PORTLAND (AP) – The mother of a freshman at Noble High School in North Berwick wants J.D. Salinger’s “The Catcher in the Rye” removed from the freshman curriculum.

Andrea Minnon of Lebanon said she had never heard of Salinger’s book, a coming-of-age story about a 16-year-old boy, before she learned it was on her son’s freshman reading list.

After researching the book online with her husband, Minnon concluded it espouses immoral ideas inappropriate for freshmen-aged students. She’s asking that it be removed from the freshman curriculum in School Administrative District 60, which includes Noble High.

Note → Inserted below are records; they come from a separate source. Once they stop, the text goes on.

//! Fixed catalog of entity categories.
//!
//! Trend responses group entities by category and must cover every entry of
//! this catalog. The names are wire values of the target.

use std::fmt;

pub const CATEGORIES: [&str; 25] = [
    "いじっぱり",
    "うっかりや",
    "おくびょう",
    "おだやか",
    "おっとり",
    "おとなしい",
    "がんばりや",
    "きまぐれ",
    "さみしがり",
    "しんちょう",
    "すなお",
    "ずぶとい",
    "せっかち",
    "てれや",
    "なまいき",
    "のうてんき",
    "のんき",
    "ひかえめ",
    "まじめ",
    "むじゃき",
    "やんちゃ",
    "ゆうかん",
    "ようき",
    "れいせい",
    "わんぱく",
];

/// Position of a category in the catalog
#[derive(Debug, Clone, Copy, PartialEq, Eq, Hash)]
pub struct Category(usize);

impl Category {
    pub fn parse(name: &str) -> Result<Self, UnknownCategory> {
        CATEGORIES
            .iter()
            .position(|c| *c == name)
            .map(Category)
            .ok_or_else(|| UnknownCategory(name.to_string()))
    }

    pub fn name(self) -> &'static str {
        CATEGORIES[self.0]
    }

    /// Category by catalog position, wrapping around
    pub fn nth(n: usize) -> Self {
        Category(n % CATEGORIES.len())
    }
}

#[derive(Debug, Clone, PartialEq, Eq)]
pub struct UnknownCategory(pub String);

impl fmt::Display for UnknownCategory {
    fn fmt(&self, f: &mut fmt::Formatter<'_>) -> fmt::Result {
        write!(f, "unknown category '{}'", self.0)
    }
}

impl std::error::Error for UnknownCategory {}

/// Set of catalog categories
#[derive(Debug, Clone, Copy, Default, PartialEq, Eq)]
pub struct CategorySet {
    bits: u32,
}

impl CategorySet {
    pub fn insert(&mut self, category: Category) {
        self.bits |= 1 << category.0;
    }

    pub fn contains(&self, category: Category) -> bool {
        self.bits & (1 << category.0) != 0
    }

    pub fn len(&self) -> usize {
        self.bits.count_ones() as usize
    }

    pub fn is_empty(&self) -> bool {
        self.bits == 0
    }

    /// Every catalog category is present
    pub fn is_full(&self) -> bool {
        self.len() == CATEGORIES.len()
    }

    /// Catalog categories not in the set
    pub fn missing(&self) -> Vec<&'static str> {
        (0..CATEGORIES.len())
            .map(Category)
            .filter(|c| !self.contains(*c))
            .map(Category::name)
            .collect()
    }
}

Salinger’s book, long a staple of required reading lists in public schools, is also a regular on the American Library Association’s list of most controversial books.

SAD 60 policy states that students can sit out class discussions about a book they consider objectionable. Minnon, however, is asking that the book be banned from the entire freshman class.

“Obviously it touched a nerve with a parent, and they have every right to bring it before us,” said school board Chairman Kerry Briggs. He said he was “glad we can discuss it in a civilized manner.”

Minnon, who is now reading Salinger’s book herself, said mature themes such as drinking and prostitution, and profane language, are inappropriate for a 14-year-old.

Noble High Principal Christian Elkington said he’s standing by the teacher’s decision to put the book on the class reading list.

A 1996 dispute over the assigned reading of Dorothy Allison’s “Bastard Out of Carolina” at Mount Abram High School in Salem wound up before the state supreme court, which ruled that school boards have the right to decide which books are taught in local schools and how teachers use the books.